Abstract
The presentation will highlight the fundamentals and applications of the vortex fluidic device (VFD)1-5 which generates intense shear within dynamic thin films in an inclined rapidly rotating tube.1 The applications are diverse, with high green chemistry credentials, from small molecule and materials synthesis, including the remarkable ability to slice carbon nanotubes,2 fold proteins3 enhance enzymatic reactions,4,5 and control the self assembly of fullerenes and liposomes. The VFD is a microfluidic platform with the films typically < 500 m thick, and the processing is not limited to diffusion control. Reaction rates and yields can be dramatically increased relative to conventional batch processing, as well as gaining access to new products and processes. This relates to the unique conditions imparted in the dynamic thin film in the device, including a vibronic response in the form of Faraday waves, high shear stress and micromixing, and increased heat and mass and transfer.1,2 The VFD can operate under confined mode, for processing of volumes down to ca 200 L, or under continuous flow where jet feeds deliver reagents at the bottom of the tube or at strategic positions along the tube, such that scalability is addressed at the inception of the science.
Bio
Prof Colin Raston is a SA Premier’s Professorial Research Fellow in Clean Technology, at Flinders University. He completed a PhD at the University of Western Australia, and after postdoctoral studies at the University of Sussex he was appointed a lecturer at The University of Western Australia (1981) then to positions as Professor of Chemistry at Griffith University (1988), Monash University (1995), The University of Leeds (2001), and The University of Western Australia (2003). He is a former President, Queensland Branch President, and Chair of the Inorganic Division, of the Royal Australian Chemical Institute (RACI). He has received the RACI’s Green Chemistry Challenge Award, the H.G. Smith Award for the most distinguished contribution to research in chemistry in Australia in the previous ten years, the Burrows Award for distinguished research in inorganic chemistry, and the Leighton Memorial Award for outstanding contributions to the profession. In 2015 he shared the Ig Nobel Prize in Chemistry with colleagues at the University of California, Irvine and the University of Western Australia, and in 2016 he was Appointed an Officer in of the Order of Australia.

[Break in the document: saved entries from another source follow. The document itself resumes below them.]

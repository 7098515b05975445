// End-to-end scenarios: the plugin driven through a scripted host, from
// the delimiter keystroke to the committed chip.

mod common;

use common::harness::PluginTestHarness;
use std::cell::RefCell;
use std::rc::Rc;
use std::time::Duration;

use varchip::candidates::{Candidate, CandidateSource};
use varchip::config::{VariableConfig, VariableOptions};
use varchip::convert::ORIGINAL_VARIABLE_ATTR;
use varchip::event::{EventArgs, VARIABLE_TO_HTML};
use varchip::keys::Key;
use varchip::plugin::{ContentView, VariablePlugin};
use varchip::SessionState;

const AFTER_DEBOUNCE: Duration = Duration::from_millis(600);

#[test]
fn test_type_search_commit() {
    let mut harness = PluginTestHarness::with_names(&["john", "joanna"]);

    harness.type_text("{{");
    assert_eq!(harness.plugin.session_state(), SessionState::Collecting);

    harness.type_text("jo");
    assert_eq!(harness.plugin.session().unwrap().query(), "jo");

    harness.advance(AFTER_DEBOUNCE);
    assert_eq!(harness.plugin.session_state(), SessionState::Listing);
    {
        let dropdown = harness.plugin.session().unwrap().dropdown().unwrap();
        let names: Vec<String> = dropdown.items().iter().map(|i| i.text()).collect();
        assert_eq!(names, vec!["john", "joanna"]);
        // Begins-with tie broken by input order; the first item starts
        // highlighted.
        assert_eq!(dropdown.active(), Some(0));
    }

    harness.press(Key::Enter);
    assert_eq!(harness.plugin.session_state(), SessionState::Closed);
    assert!(harness.plugin.session().is_none());

    let chips = harness.chips();
    assert_eq!(chips.len(), 1);
    let chip = chips[0];
    assert_eq!(harness.dom.tag(chip), Some("span"));
    assert_eq!(harness.dom.attr(chip, "class"), Some("variable"));
    assert_eq!(harness.dom.attr(chip, ORIGINAL_VARIABLE_ATTR), Some("{{john}}"));
    assert_eq!(harness.dom.subtree_text(chip), "john");
    assert!(harness.dom.element_by_id("autocomplete").is_none());
}

#[test]
fn test_escape_rolls_back_to_partial_literal() {
    let mut harness = PluginTestHarness::with_names(&["john"]);
    harness.type_text("{{jo");
    harness.press(Key::Escape);

    assert!(harness.plugin.session().is_none());
    assert_eq!(harness.document_text(), "{{jo}");
    assert!(harness.chips().is_empty());
}

#[test]
fn test_manual_delimiter_pair_renders_chip() {
    let mut harness = PluginTestHarness::with_names(&["name"]);
    harness.type_text("{{name}}");

    assert!(harness.plugin.session().is_none());
    let chips = harness.chips();
    assert_eq!(chips.len(), 1);
    assert_eq!(
        harness.dom.attr(chips[0], ORIGINAL_VARIABLE_ATTR),
        Some("{{name}}")
    );
    assert_eq!(harness.dom.subtree_text(chips[0]), "name");
}

#[test]
fn test_backspace_empties_then_cancels() {
    let mut harness = PluginTestHarness::with_names(&["john"]);
    harness.type_text("{{j");

    harness.press(Key::Backspace);
    assert!(harness.plugin.session().is_some());
    assert_eq!(harness.plugin.session().unwrap().query(), "");

    harness.press(Key::Backspace);
    assert!(harness.plugin.session().is_none());
}

#[test]
fn test_debounce_collapses_keystrokes_into_one_fetch() {
    let fetches: Rc<RefCell<Vec<String>>> = Rc::new(RefCell::new(Vec::new()));
    let log = Rc::clone(&fetches);
    let source = CandidateSource::Dynamic(Box::new(move |query, _generation, _delimiter| {
        log.borrow_mut().push(query.to_string());
        Some(Vec::new())
    }));
    let plugin = VariablePlugin::new(VariableConfig::new(VariableOptions::default()), source);
    let mut harness = PluginTestHarness::with_plugin(plugin);

    harness.type_text("{{jones");
    harness.advance(Duration::from_millis(100));
    assert!(fetches.borrow().is_empty());

    harness.advance(Duration::from_millis(500));
    assert_eq!(*fetches.borrow(), vec!["jones".to_string()]);
}

#[test]
fn test_dynamic_source_delivers_later() {
    let generations: Rc<RefCell<Vec<u64>>> = Rc::new(RefCell::new(Vec::new()));
    let log = Rc::clone(&generations);
    let source = CandidateSource::Dynamic(Box::new(move |_query, generation, delimiter| {
        assert_eq!(delimiter, "{{");
        log.borrow_mut().push(generation);
        None
    }));
    let plugin = VariablePlugin::new(VariableConfig::new(VariableOptions::default()), source);
    let mut harness = PluginTestHarness::with_plugin(plugin);

    harness.type_text("{{an");
    harness.advance(AFTER_DEBOUNCE);
    let generation = *generations.borrow().last().unwrap();

    harness.deliver(
        generation,
        vec![
            Candidate::new().with_field("name", "anna"),
            Candidate::new().with_field("name", "banana"),
        ],
    );
    assert_eq!(harness.plugin.session_state(), SessionState::Listing);

    // Pointer activation of the second row.
    harness
        .plugin
        .click_candidate(&mut harness.dom, &harness.surface, 1);
    let chips = harness.chips();
    assert_eq!(chips.len(), 1);
    assert_eq!(
        harness.dom.attr(chips[0], ORIGINAL_VARIABLE_ATTR),
        Some("{{banana}}")
    );
}

#[test]
fn test_stale_delivery_after_cancel_is_discarded() {
    let source = CandidateSource::Dynamic(Box::new(|_query, _generation, _delimiter| None));
    let plugin = VariablePlugin::new(VariableConfig::new(VariableOptions::default()), source);
    let mut harness = PluginTestHarness::with_plugin(plugin);

    harness.type_text("{{a");
    harness.advance(AFTER_DEBOUNCE);
    harness.press(Key::Escape);

    // Start a fresh, unrelated session and let the stale response land.
    harness.type_text("{{b");
    harness.deliver(1, vec![Candidate::new().with_field("name", "stale")]);

    let session = harness.plugin.session().unwrap();
    assert!(session.dropdown().is_none());
    assert_eq!(session.query(), "b");
}

#[test]
fn test_unresolvable_anchor_keeps_panel_hidden() {
    let mut harness = PluginTestHarness::with_names(&["john"]);
    harness.surface.resolvable = false;

    harness.type_text("{{jo");
    harness.advance(AFTER_DEBOUNCE);

    // Session stays open but nothing is shown and nothing is highlighted,
    // so Enter cancels instead of committing.
    assert_eq!(harness.plugin.session_state(), SessionState::Collecting);
    harness.press(Key::Enter);
    assert!(harness.plugin.session().is_none());
    assert!(harness.chips().is_empty());
}

#[test]
fn test_scroll_cancels_open_session() {
    let mut harness = PluginTestHarness::with_names(&["john"]);
    harness.type_text("{{jo");
    harness
        .plugin
        .on_scroll(&mut harness.dom, &harness.surface);

    assert!(harness.plugin.session().is_none());
    assert_eq!(harness.document_text(), "{{jo}");
}

#[test]
fn test_arrow_navigation_wraps_in_panel() {
    let mut harness = PluginTestHarness::with_names(&["ab1", "ab2", "ab3"]);
    harness.type_text("{{ab");
    harness.advance(AFTER_DEBOUNCE);

    harness.press(Key::Up);
    assert_eq!(
        harness.plugin.session().unwrap().dropdown().unwrap().active(),
        Some(2)
    );
    harness.press(Key::Down);
    assert_eq!(
        harness.plugin.session().unwrap().dropdown().unwrap().active(),
        Some(0)
    );
}

#[test]
fn test_insert_variable_programmatically() {
    let events: Rc<RefCell<Vec<(String, String)>>> = Rc::new(RefCell::new(Vec::new()));
    let sink = Rc::clone(&events);
    let mut harness = PluginTestHarness::with_names(&[]);
    harness.plugin.on(
        VARIABLE_TO_HTML,
        Box::new(move |args| {
            if let EventArgs::VariableToHtml { value, clean_value } = args {
                sink.borrow_mut().push((value.clone(), clean_value.clone()));
            }
        }),
    );

    harness.load_text("dear ");
    harness.plugin.insert_variable(&mut harness.dom, "user.name");

    let chips = harness.chips();
    assert_eq!(chips.len(), 1);
    assert_eq!(
        harness.dom.attr(chips[0], ORIGINAL_VARIABLE_ATTR),
        Some("{{user.name}}")
    );
    assert_eq!(
        *events.borrow(),
        vec![("user.name".to_string(), "user.name".to_string())]
    );
}

#[test]
fn test_view_toggle_round_trip_with_mapping() {
    let mut mapping = std::collections::HashMap::new();
    mapping.insert("first_name".to_string(), "First name".to_string());
    let config = VariableConfig::new(VariableOptions {
        mapping,
        ..Default::default()
    });
    let plugin = VariablePlugin::new(config, CandidateSource::Static(Vec::new()));
    let mut harness = PluginTestHarness::with_plugin(plugin);
    harness.load_text("Hello {{first_name}}!");

    harness
        .plugin
        .on_content_rerender(&mut harness.dom, ContentView::Raw);
    assert_eq!(harness.document_text(), "Hello First name!");
    assert_eq!(harness.chips().len(), 1);

    harness
        .plugin
        .on_content_rerender(&mut harness.dom, ContentView::Rendered);
    assert_eq!(harness.document_text(), "Hello {{first_name}}!");
    assert!(harness.chips().is_empty());
}

#[test]
fn test_commit_rescans_other_raw_spans() {
    let mut harness = PluginTestHarness::with_names(&["john"]);
    harness.load_text("{{other}} and ");
    harness.type_text("{{jo");
    harness.advance(AFTER_DEBOUNCE);
    harness.press(Key::Enter);

    // The document-wide re-scan after commit also renders the span that
    // was sitting elsewhere in the document.
    let chips = harness.chips();
    assert_eq!(chips.len(), 2);
    let raws: Vec<&str> = chips
        .iter()
        .filter_map(|&c| harness.dom.attr(c, ORIGINAL_VARIABLE_ATTR))
        .collect();
    assert!(raws.contains(&"{{other}}"));
    assert!(raws.contains(&"{{john}}"));
}
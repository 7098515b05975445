//! Token Conversion Engine.
//!
//! Bidirectional, in-place transforms between raw delimited text and
//! rendered chip elements. Both directions favor silent degradation:
//! spans the allow-list rejects stay literal text, and a chip whose
//! metadata cannot be recovered is left untouched.

use crate::config::VariableConfig;
use crate::dom::{Dom, NodeId};
use crate::event::{EventArgs, EventBus, VARIABLE_TO_HTML};
use crate::token::{scan_tokens, VariableToken};

/// Attribute holding a chip's recoverable raw form. Its presence is what
/// makes a node a variable chip.
pub const ORIGINAL_VARIABLE_ATTR: &str = "data-original-variable";

/// Result of an explicit variable creation.
#[derive(Debug, Clone, PartialEq, Eq)]
pub enum CreatedVariable {
    /// A materialized chip element, detached and ready to insert.
    Node(NodeId),
    /// The identifier was not eligible; the original value is handed back
    /// unchanged. Not an error.
    Literal(String),
}

/// Whether a node is a rendered variable chip.
pub fn is_variable_node(dom: &Dom, id: NodeId) -> bool {
    dom.has_attr(id, ORIGINAL_VARIABLE_ATTR)
}

/// Materialize a chip element for a resolved token.
fn build_chip(dom: &mut Dom, token: &VariableToken, config: &VariableConfig) -> NodeId {
    let chip = dom.create_element("span");
    dom.set_attr(chip, "class", &config.class_name);
    dom.set_attr(chip, ORIGINAL_VARIABLE_ATTR, &token.delimited(config));
    dom.set_attr(chip, "contenteditable", "false");
    let label = dom.create_text(&token.display);
    dom.append_child(chip, label);
    chip
}

fn emit_to_html(events: &EventBus, token: &VariableToken) {
    events.emit(
        VARIABLE_TO_HTML,
        &EventArgs::VariableToHtml {
            value: token.raw.clone(),
            clean_value: token.clean.clone(),
        },
    );
}

/// Convert raw delimited spans in every text leaf into rendered chips.
///
/// Text surrounding matches is preserved verbatim as sibling leaves. The
/// caret is placed immediately after each inserted chip (the last
/// placement wins). Running this twice is a no-op: chips are elements,
/// not matching text leaves.
pub fn raw_to_rendered(dom: &mut Dom, config: &VariableConfig, events: &EventBus) {
    let leaves: Vec<NodeId> = dom
        .text_leaves()
        .into_iter()
        .filter(|&leaf| {
            dom.text(leaf)
                .map(|text| config.pattern().is_match(text))
                .unwrap_or(false)
        })
        .collect();

    for leaf in leaves {
        let text = match dom.text(leaf) {
            Some(t) => t.to_string(),
            None => continue,
        };
        let matches = scan_tokens(config.pattern(), &text);

        // Build the replacement run left to right, accumulating literal
        // text (surroundings and rejected spans) between chips.
        let mut replacement: Vec<NodeId> = Vec::new();
        let mut chips: Vec<NodeId> = Vec::new();
        let mut literal = String::new();
        let mut cursor = 0;

        for m in &matches {
            literal.push_str(&text[cursor..m.start]);
            cursor = m.end;

            match VariableToken::resolve(m.raw, config) {
                Some(token) => {
                    if !literal.is_empty() {
                        let run = dom.create_text(&literal);
                        replacement.push(run);
                        literal.clear();
                    }
                    emit_to_html(events, &token);
                    let chip = build_chip(dom, &token, config);
                    replacement.push(chip);
                    chips.push(chip);
                }
                None => {
                    tracing::debug!("skipping invalid variable '{}'", m.raw);
                    literal.push_str(m.raw);
                }
            }
        }
        if chips.is_empty() {
            continue;
        }
        literal.push_str(&text[cursor..]);
        if !literal.is_empty() {
            let run = dom.create_text(&literal);
            replacement.push(run);
        }

        dom.replace_with_nodes(leaf, &replacement);

        // Nodes splice back-to-front, so the caret ends up after the
        // leftmost chip of the last rewritten leaf.
        for &chip in chips.iter().rev() {
            dom.set_caret_after(chip);
        }
    }
}

/// Convert every rendered chip back into its stored raw text.
///
/// Exact inverse of [`raw_to_rendered`] for engine-created chips: the raw
/// string is restored byte-identically. A chip with empty metadata is left
/// untouched rather than corrupting the document.
pub fn rendered_to_raw(dom: &mut Dom) {
    for chip in dom.elements_with_attr(ORIGINAL_VARIABLE_ATTR) {
        let raw = dom
            .attr(chip, ORIGINAL_VARIABLE_ATTR)
            .unwrap_or_default()
            .to_string();
        if raw.is_empty() {
            tracing::warn!("chip metadata is empty, leaving element in place");
            continue;
        }
        let fragment = dom.parse_fragment(&raw);
        dom.replace_with_nodes(chip, &fragment);
    }
}

/// Explicitly materialize a chip for `value` (programmatic insertion).
///
/// Unlike the scan, the value may carry digits and dots; it is cleaned with
/// the wide identifier class. An ineligible identifier hands the original
/// value back as [`CreatedVariable::Literal`].
pub fn create_variable_node(
    dom: &mut Dom,
    value: &str,
    config: &VariableConfig,
    events: &EventBus,
) -> CreatedVariable {
    match VariableToken::resolve(value, config) {
        Some(token) => {
            emit_to_html(events, &token);
            CreatedVariable::Node(build_chip(dom, &token, config))
        }
        None => {
            tracing::debug!("not converting invalid variable '{}'", value);
            CreatedVariable::Literal(value.to_string())
        }
    }
}
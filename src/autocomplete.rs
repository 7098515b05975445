//! Autocomplete session state machine.
//!
//! A session is born when the user finishes typing the opening delimiter,
//! lives through `Collecting` (query capture) and `Listing` (panel shown)
//! and dies by commit or cancel. All work is driven cooperatively from
//! host notifications: key events, a `poll` tick for the debounce
//! deadline, and generation-tagged candidate deliveries for dynamic
//! sources. Results arriving for a dead or superseded generation are
//! discarded at this consumption boundary.

use std::time::Instant;

use crate::candidates::{CandidateHooks, CandidateSource};
use crate::config::VariableConfig;
use crate::convert::raw_to_rendered;
use crate::dom::{Dom, NodeId};
use crate::dropdown::{Dropdown, ListItem};
use crate::event::EventBus;
use crate::geometry::{dropdown_offset, selection_aligned_with_marker, HostSurface};
use crate::keys::{Key, KeyDisposition};

/// `id` attribute of the anchor marker element.
pub const MARKER_ID: &str = "autocomplete";
/// `id` attribute of the delimiter label span inside the marker.
pub const DELIMITER_ID: &str = "autocomplete-delimiter";
/// `id` attribute of the live search span inside the marker.
pub const SEARCHTEXT_ID: &str = "autocomplete-searchtext";

/// Zero-width placeholder keeping the search span selectable while empty.
pub const PLACEHOLDER: char = '\u{FEFF}';

/// Observable session state.
#[derive(Debug, Clone, Copy, PartialEq, Eq)]
pub enum SessionState {
    /// Query capture, panel not visible.
    Collecting,
    /// Candidate panel visible.
    Listing,
    /// Torn down (committed or cancelled).
    Closed,
}

/// What a key-up did to the session.
#[derive(Debug, Clone, Copy, PartialEq, Eq)]
pub enum KeyOutcome {
    /// Session still open.
    Open,
    /// A candidate was committed; the session is closed.
    Committed,
    /// The session rolled back to literal text and closed.
    Cancelled,
}

/// Everything a session borrows from its owner for one call.
pub struct SessionCtx<'a> {
    pub config: &'a VariableConfig,
    pub source: &'a mut CandidateSource,
    pub hooks: &'a dyn CandidateHooks,
    pub events: &'a EventBus,
    pub surface: &'a dyn HostSurface,
    /// Monotone fetch-generation counter owned by the plugin, so
    /// generations are never reused across sessions.
    pub generations: &'a mut u64,
}

#[derive(Debug, Clone, Copy)]
struct PendingFetch {
    due: Instant,
    generation: u64,
}

/// One live autocomplete interaction.
#[derive(Debug)]
pub struct AutoComplete {
    query: String,
    has_focus: bool,
    dropdown: Option<Dropdown>,
    pending_fetch: Option<PendingFetch>,
    current_generation: u64,
}

impl AutoComplete {
    /// Open a session: insert the anchor marker (delimiter label plus an
    /// empty search span) at the caret and move the caret into the search
    /// span.
    pub fn open(dom: &mut Dom, config: &VariableConfig) -> Self {
        let marker = dom.create_element("span");
        dom.set_attr(marker, "id", MARKER_ID);

        let delimiter = dom.create_element("span");
        dom.set_attr(delimiter, "id", DELIMITER_ID);
        let label = dom.create_text(&config.autocomplete.delimiter);
        dom.append_child(delimiter, label);

        let search = dom.create_element("span");
        dom.set_attr(search, "id", SEARCHTEXT_ID);
        let dummy = dom.create_element("span");
        dom.set_attr(dummy, "class", "dummy");
        let placeholder = dom.create_text(&PLACEHOLDER.to_string());
        dom.append_child(dummy, placeholder);
        dom.append_child(search, dummy);

        dom.append_child(marker, delimiter);
        dom.append_child(marker, search);

        dom.insert_nodes_at_caret(&[marker]);
        dom.set_caret_in(placeholder, 1);

        tracing::debug!("autocomplete session opened");
        Self {
            query: String::new(),
            has_focus: true,
            dropdown: None,
            pending_fetch: None,
            current_generation: 0,
        }
    }

    pub fn query(&self) -> &str {
        &self.query
    }

    /// Liveness flag: false once the session is torn down. Checked before
    /// consuming any delivered results.
    pub fn has_focus(&self) -> bool {
        self.has_focus
    }

    pub fn dropdown(&self) -> Option<&Dropdown> {
        self.dropdown.as_ref()
    }

    pub fn state(&self) -> SessionState {
        if !self.has_focus {
            SessionState::Closed
        } else if self
            .dropdown
            .as_ref()
            .map(Dropdown::is_visible)
            .unwrap_or(false)
        {
            SessionState::Listing
        } else {
            SessionState::Collecting
        }
    }

    /// When the pending debounced fetch is due, if any.
    pub fn next_deadline(&self) -> Option<Instant> {
        self.pending_fetch.map(|p| p.due)
    }

    /// Key-down pass: consume the keys the session owns so the host can
    /// suppress its default handling, and navigate on arrows.
    pub fn on_key_down(&mut self, key: Key) -> KeyDisposition {
        match key {
            Key::Tab | Key::Enter | Key::Escape => KeyDisposition::Consumed,
            Key::Up => {
                if let Some(dropdown) = self.dropdown.as_mut() {
                    dropdown.select_prev();
                }
                KeyDisposition::Consumed
            }
            Key::Down => {
                if let Some(dropdown) = self.dropdown.as_mut() {
                    dropdown.select_next();
                }
                KeyDisposition::Consumed
            }
            _ => KeyDisposition::Ignored,
        }
    }

    /// Key-up pass: the state machine proper.
    pub fn on_key_up(
        &mut self,
        dom: &mut Dom,
        ctx: &mut SessionCtx<'_>,
        key: Key,
        now: Instant,
    ) -> KeyOutcome {
        match key {
            key if key.is_navigation() => KeyOutcome::Open,

            Key::Backspace => {
                if self.query.is_empty() {
                    self.cleanup(dom, ctx, true);
                    KeyOutcome::Cancelled
                } else {
                    self.lookup(dom, ctx, now)
                }
            }

            Key::Tab | Key::Enter => {
                let has_active = self
                    .dropdown
                    .as_ref()
                    .and_then(Dropdown::active_item)
                    .is_some();
                if has_active {
                    self.commit_active(dom, ctx);
                    KeyOutcome::Committed
                } else {
                    self.cleanup(dom, ctx, true);
                    KeyOutcome::Cancelled
                }
            }

            Key::Escape => {
                self.cleanup(dom, ctx, true);
                KeyOutcome::Cancelled
            }

            _ => self.lookup(dom, ctx, now),
        }
    }

    /// Re-read the query from the search span and schedule a debounced
    /// fetch. An empty query re-anchors the search span inside the marker;
    /// with no marker left the session cancels.
    pub fn lookup(
        &mut self,
        dom: &mut Dom,
        ctx: &mut SessionCtx<'_>,
        now: Instant,
    ) -> KeyOutcome {
        let search = dom.element_by_id(SEARCHTEXT_ID);
        let raw_query = search
            .map(|node| dom.subtree_text(node))
            .unwrap_or_default();
        self.query = raw_query.trim().replace(PLACEHOLDER, "");

        if self.query.is_empty() {
            match dom.element_by_id(MARKER_ID) {
                Some(marker) => {
                    if let Some(search) = search {
                        dom.append_child(marker, search);
                        self.focus_search_span(dom, search);
                    }
                }
                None => {
                    self.cleanup(dom, ctx, true);
                    return KeyOutcome::Cancelled;
                }
            }
        }

        self.schedule(ctx, now);
        KeyOutcome::Open
    }

    fn focus_search_span(&self, dom: &mut Dom, search: NodeId) {
        let dummy = match dom.children(search).first().copied() {
            Some(node) => node,
            None => return,
        };
        match dom.children(dummy).first().copied() {
            Some(text) if dom.is_text(text) => {
                let end = dom.text(text).map(|t| t.chars().count()).unwrap_or(0);
                dom.set_caret_in(text, end);
            }
            _ => dom.set_caret_in(dummy, 0),
        }
    }

    fn schedule(&mut self, ctx: &mut SessionCtx<'_>, now: Instant) {
        *ctx.generations += 1;
        self.current_generation = *ctx.generations;
        self.pending_fetch = Some(PendingFetch {
            due: now + ctx.config.autocomplete.delay,
            generation: self.current_generation,
        });
        tracing::trace!(
            "scheduled fetch generation {} for query '{}'",
            self.current_generation,
            self.query
        );
    }

    /// Debounce tick: fire the pending fetch once its deadline passes. A
    /// static source answers immediately; a dynamic one may return `None`
    /// and deliver later through [`AutoComplete::process_results`].
    pub fn poll(&mut self, dom: &Dom, ctx: &mut SessionCtx<'_>, now: Instant) {
        let fetch = match self.pending_fetch {
            Some(p) if now >= p.due => p,
            _ => return,
        };
        self.pending_fetch = None;

        let delimiter = ctx.config.autocomplete.delimiter.clone();
        let delivered = match &mut *ctx.source {
            CandidateSource::Static(items) => Some(items.clone()),
            CandidateSource::Dynamic(fetcher) => {
                fetcher(&self.query, fetch.generation, &delimiter)
            }
        };
        if let Some(items) = delivered {
            self.process_results(dom, ctx, fetch.generation, items);
        }
    }

    /// Consume a batch of candidates for `generation`. Filters, ranks,
    /// truncates and renders them, then shows the panel below the anchor
    /// with the first item highlighted, or hides it when nothing matched.
    pub fn process_results(
        &mut self,
        dom: &Dom,
        ctx: &mut SessionCtx<'_>,
        generation: u64,
        items: Vec<crate::candidates::Candidate>,
    ) {
        if !self.has_focus {
            tracing::debug!("discarding results delivered to a torn-down session");
            return;
        }
        if generation != self.current_generation {
            tracing::debug!(
                "discarding stale results: generation {} superseded by {}",
                generation,
                self.current_generation
            );
            return;
        }

        let ac = &ctx.config.autocomplete;
        let matched: Vec<_> = items
            .into_iter()
            .filter(|c| ctx.hooks.matches(c, &self.query, &ac.query_by))
            .collect();
        let mut ranked = ctx.hooks.sort(matched, &self.query, &ac.query_by);
        if ac.max_items >= 0 {
            ranked.truncate(ac.max_items as usize);
        }
        let rendered: Vec<ListItem> = ranked
            .iter()
            .enumerate()
            .map(|(i, c)| ctx.hooks.render(c, i, &self.query, &ac.query_by))
            .collect();

        let dropdown = self.dropdown.get_or_insert_with(Dropdown::new);
        if rendered.is_empty() {
            dropdown.set_items(Vec::new());
            dropdown.hide();
            return;
        }
        dropdown.set_items(rendered);

        let position = dom
            .element_by_id(MARKER_ID)
            .and_then(|marker| dropdown_offset(ctx.surface, marker));
        match position {
            Some(position) => {
                dropdown.show(position);
                dropdown.select_next();
            }
            None => {
                tracing::warn!("anchor position unresolvable, panel not shown");
                dropdown.hide();
            }
        }
    }

    /// Commit the highlighted candidate.
    pub fn commit_active(&mut self, dom: &mut Dom, ctx: &mut SessionCtx<'_>) {
        let item = self
            .dropdown
            .as_ref()
            .and_then(Dropdown::active_item)
            .cloned();
        if let Some(item) = item {
            self.commit_item(dom, ctx, &item);
        }
    }

    /// Commit the candidate at `index` (pointer activation).
    pub fn commit_index(&mut self, dom: &mut Dom, ctx: &mut SessionCtx<'_>, index: usize) {
        let item = self
            .dropdown
            .as_ref()
            .and_then(|dropdown| dropdown.item(index))
            .cloned();
        if let Some(item) = item {
            self.commit_item(dom, ctx, &item);
        }
    }

    fn commit_item(&mut self, dom: &mut Dom, ctx: &mut SessionCtx<'_>, item: &ListItem) {
        let raw = ctx.hooks.insert(&item.candidate, ctx.config);
        tracing::debug!("committing candidate as '{}'", raw);
        if let Some(marker) = dom.element_by_id(MARKER_ID) {
            let fragment = dom.parse_fragment(&raw);
            dom.replace_with_nodes(marker, &fragment);
        }
        // Reconcile the whole document so the committed text and any other
        // raw spans render consistently.
        raw_to_rendered(dom, ctx.config, ctx.events);
        self.cleanup(dom, ctx, false);
    }

    /// Cancel the session, rolling the marker back to literal text.
    pub fn cancel(&mut self, dom: &mut Dom, ctx: &mut SessionCtx<'_>) {
        self.cleanup(dom, ctx, true);
    }

    /// Tear down listeners, drop the panel and optionally roll the marker
    /// back to `prefix + query + <last suffix char>`. The partial suffix is
    /// deliberate: the user only ever typed one closing character.
    fn cleanup(&mut self, dom: &mut Dom, ctx: &mut SessionCtx<'_>, rollback: bool) {
        self.has_focus = false;
        self.pending_fetch = None;
        self.dropdown = None;

        if !rollback {
            tracing::debug!("autocomplete session closed");
            return;
        }

        let marker = match dom.element_by_id(MARKER_ID) {
            Some(marker) => marker,
            None => return,
        };

        let partial_suffix = ctx
            .config
            .suffix
            .chars()
            .last()
            .map(|c| c.to_string())
            .unwrap_or_default();
        let replacement = format!("{}{}{}", ctx.config.prefix, self.query, partial_suffix);

        let restore_caret = dom
            .caret()
            .map(|caret| selection_aligned_with_marker(ctx.surface, caret.node, marker))
            .unwrap_or(false);

        let text = dom.create_text(&replacement);
        dom.replace_with_nodes(marker, &[text]);
        if restore_caret {
            dom.set_caret_in(text, replacement.chars().count());
        }
        tracing::debug!("autocomplete session cancelled, rolled back to '{}'", replacement);
    }
}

Prof Raston is former recipient of an Australian Research Council Special Investigator Award, two Senior Research Fellowships and two Australian Professorial Fellowships. His current research covers clean technology and green chemistry, biomass processing, process intensification, drug delivery, nanotechnology and self-assembly, and is currently on the editorial advisory board of the international journals Green Chemistry, Crystal Growth and Design and Nature’s Scientific Reports. Professor Raston has published over 730 journal articles, a book, chapters in books, and has edited a book. He has a number of patents, with a spin out company with colleagues now ASX listed.